# LISTED ENTRIES
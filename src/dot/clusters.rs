//! Legend and traced-instance clusters.

use super::nodes::font;
use super::{dedup_ordered, html_escape, Graph};
use crate::color::{Rgba, GREY, HIGHLIGHT_COLOR};
use crate::plots::fixed;
use crate::tree::{Prediction, TreeModel};

const LEGEND_FONT: u32 = 12;
const INSTANCE_FONT: u32 = 11;

/// Header and value cell of one instance column.
struct InstanceColumn {
    name: String,
    value: String,
    used: bool,
}

fn instance_cell(text: &str, color: Rgba, bold: bool) -> String {
    let text = if bold { format!("<b>{text}</b>") } else { text.to_string() };
    format!(
        r#"<td cellpadding="1" align="right" bgcolor="white"><font face="Helvetica" color="{}" point-size="{INSTANCE_FONT}">{text}</font></td>"#,
        color.to_hex()
    )
}

impl<M: TreeModel + ?Sized> Graph<'_, '_, M> {
    /// One swatch and name per class under a bold target header. Empty for regressors.
    pub(super) fn legend_cluster(&self) -> String {
        if !self.shadow.is_classifier() {
            return String::new();
        }
        let mut rows = String::new();
        for (image, name) in self.legend.iter().zip(self.class_names.values()) {
            rows.push_str(&format!(
                r#"                <tr>
                    <td border="0" cellspacing="0" cellpadding="0"><img src="{}"/></td>
                    <td align="left">{}</td>
                </tr>
"#,
                html_escape(&image.path.display().to_string()),
                font(&html_escape(name), LEGEND_FONT)
            ));
        }
        let header = font(&format!("<b>{}</b>", html_escape(self.target_name)), LEGEND_FONT);
        format!(
            r#"
    subgraph cluster_legend {{
        style=invis;
        legend [penwidth="0.3" margin="0" shape=box margin="0.03" width=.1, height=.1 label=<
            <table border="0" cellspacing="0" cellpadding="0">
                <tr>
                    <td border="0" colspan="2">{header}</td>
                </tr>
{rows}            </table>
        >]
    }}
"#
        )
    }

    /// Columns of the instance table: every feature, or only the ones the
    /// path tested followed by `...` when the instance is too wide.
    fn instance_columns(&self, x: &[f32], features_used: &[usize]) -> Vec<InstanceColumn> {
        let precision = self.config.precision;
        if x.len() > self.config.instance_feature_limit() {
            let mut columns: Vec<_> = dedup_ordered(features_used)
                .into_iter()
                .map(|f| InstanceColumn {
                    name: html_escape(self.shadow.feature_name(f)),
                    value: x.get(f).map(|&v| fixed(v, precision)).unwrap_or_default(),
                    used: true,
                })
                .collect();
            columns.push(InstanceColumn {
                name: "...".to_string(),
                value: "...".to_string(),
                used: false,
            });
            columns
        } else {
            x.iter()
                .enumerate()
                .map(|(f, &v)| InstanceColumn {
                    name: html_escape(self.shadow.feature_name(f)),
                    value: fixed(v, precision),
                    used: features_used.contains(&f),
                })
                .collect()
        }
    }

    /// Feature table of the traced instance, joined to its leaf by the prediction edge.
    pub(super) fn instance_cluster(&self) -> String {
        let (Some(x), Some((prediction, path))) = (&self.config.instance, self.highlight.trace()) else {
            return String::new();
        };
        let columns = self.instance_columns(x, path.features_used());
        let color = |used: bool| if used { HIGHLIGHT_COLOR } else { GREY };
        let headers: String = columns.iter().map(|c| instance_cell(&c.name, color(c.used), true)).collect();
        let values: String = columns.iter().map(|c| instance_cell(&c.value, color(c.used), false)).collect();

        let predicted = match *prediction {
            Prediction::Class(label) => self
                .class_names
                .get(&label)
                .map_or_else(|| label.to_string(), |name| html_escape(name)),
            Prediction::Value(v) => fixed(v, self.config.precision),
        };
        let edge_label = font(&format!(" Prediction<br/> {predicted}"), INSTANCE_FONT);

        format!(
            r#"
    subgraph cluster_instance {{
        style=invis;
        X_y [penwidth="0.3" margin="0" shape=box margin="0.03" width=.1, height=.1 label=<
            <table border="0" cellspacing="0" cellpadding="0">
                <tr>
                    {headers}
                </tr>
                <tr>
                    {values}
                </tr>
            </table>
        >]
    }}
    {leaf} -> X_y [dir=back; penwidth="1.2" color="{highlight}" label=<{edge_label}>]
"#,
            leaf = self.name(path.leaf()),
            highlight = HIGHLIGHT_COLOR.to_hex(),
        )
    }
}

# WHAT NEEDS TO BE DONE
Nothing but an exact reproduction of the entries is wanted.

# YOUR RESPONSE
filename src/dot/clusters.rs
//! Legend and traced-instance clusters.

use super::nodes::font;
use super::{dedup_ordered, html_escape, Graph};
use crate::color::{Rgba, GREY, HIGHLIGHT_COLOR};
use crate::plots::fixed;
use crate::tree::{Prediction, TreeModel};

const LEGEND_FONT: u32 = 12;
const INSTANCE_FONT: u32 = 11;

/// Header and value cell of one instance column.
struct InstanceColumn {
    name: String,
    value: String,
    used: bool,
}

fn instance_cell(text: &str, color: Rgba, bold: bool) -> String {
    let text = if bold { format!("<b>{text}</b>") } else { text.to_string() };
    format!(
        r#"<td cellpadding="1" align="right" bgcolor="white"><font face="Helvetica" color="{}" point-size="{INSTANCE_FONT}">{text}</font></td>"#,
        color.to_hex()
    )
}

impl<M: TreeModel + ?Sized> Graph<'_, '_, M> {
    /// One swatch and name per class under a bold target header. Empty for regressors.
    pub(super) fn legend_cluster(&self) -> String {
        if !self.shadow.is_classifier() {
            return String::new();
        }
        let mut rows = String::new();
        for (image, name) in self.legend.iter().zip(self.class_names.values()) {
            rows.push_str(&format!(
                r#"                <tr>
                    <td border="0" cellspacing="0" cellpadding="0"><img src="{}"/></td>
                    <td align="left">{}</td>
                </tr>
"#,
                html_escape(&image.path.display().to_string()),
                font(&html_escape(name), LEGEND_FONT)
            ));
        }
        let header = font(&format!("<b>{}</b>", html_escape(self.target_name)), LEGEND_FONT);
        format!(
            r#"
    subgraph cluster_legend {{
        style=invis;
        legend [penwidth="0.3" margin="0" shape=box margin="0.03" width=.1, height=.1 label=<
            <table border="0" cellspacing="0" cellpadding="0">
                <tr>
                    <td border="0" colspan="2">{header}</td>
                </tr>
{rows}            </table>
        >]
    }}
"#
        )
    }

    /// Columns of the instance table: every feature, or only the ones the
    /// path tested followed by `...` when the instance is too wide.
    fn instance_columns(&self, x: &[f32], features_used: &[usize]) -> Vec<InstanceColumn> {
        let precision = self.config.precision;
        if x.len() > self.config.instance_feature_limit() {
            let mut columns: Vec<_> = dedup_ordered(features_used)
                .into_iter()
                .map(|f| InstanceColumn {
                    name: html_escape(self.shadow.feature_name(f)),
                    value: x.get(f).map(|&v| fixed(v, precision)).unwrap_or_default(),
                    used: true,
                })
                .collect();
            columns.push(InstanceColumn {
                name: "...".to_string(),
                value: "...".to_string(),
                used: false,
            });
            columns
        } else {
            x.iter()
                .enumerate()
                .map(|(f, &v)| InstanceColumn {
                    name: html_escape(self.shadow.feature_name(f)),
                    value: fixed(v, precision),
                    used: features_used.contains(&f),
                })
                .collect()
        }
    }

    /// Feature table of the traced instance, joined to its leaf by the prediction edge.
    pub(super) fn instance_cluster(&self) -> String {
        let (Some(x), Some((prediction, path))) = (&self.config.instance, self.highlight.trace()) else {
            return String::new();
        };
        let columns = self.instance_columns(x, path.features_used());
        let color = |used: bool| if used { HIGHLIGHT_COLOR } else { GREY };
        let headers: String = columns.iter().map(|c| instance_cell(&c.name, color(c.used), true)).collect();
        let values: String = columns.iter().map(|c| instance_cell(&c.value, color(c.used), false)).collect();

        let predicted = match *prediction {
            Prediction::Class(label) => self
                .class_names
                .get(&label)
                .map_or_else(|| label.to_string(), |name| html_escape(name)),
            Prediction::Value(v) => fixed(v, self.config.precision),
        };
        let edge_label = font(&format!(" Prediction<br/> {predicted}"), INSTANCE_FONT);

        format!(
            r#"
    subgraph cluster_instance {{
        style=invis;
        X_y [penwidth="0.3" margin="0" shape=box margin="0.03" width=.1, height=.1 label=<
            <table border="0" cellspacing="0" cellpadding="0">
                <tr>
                    {headers}
                </tr>
                <tr>
                    {values}
                </tr>
            </table>
        >]
    }}
    {leaf} -> X_y [dir=back; penwidth="1.2" color="{highlight}" label=<{edge_label}>]
"#,
            leaf = self.name(path.leaf()),
            highlight = HIGHLIGHT_COLOR.to_hex(),
        )
    }
}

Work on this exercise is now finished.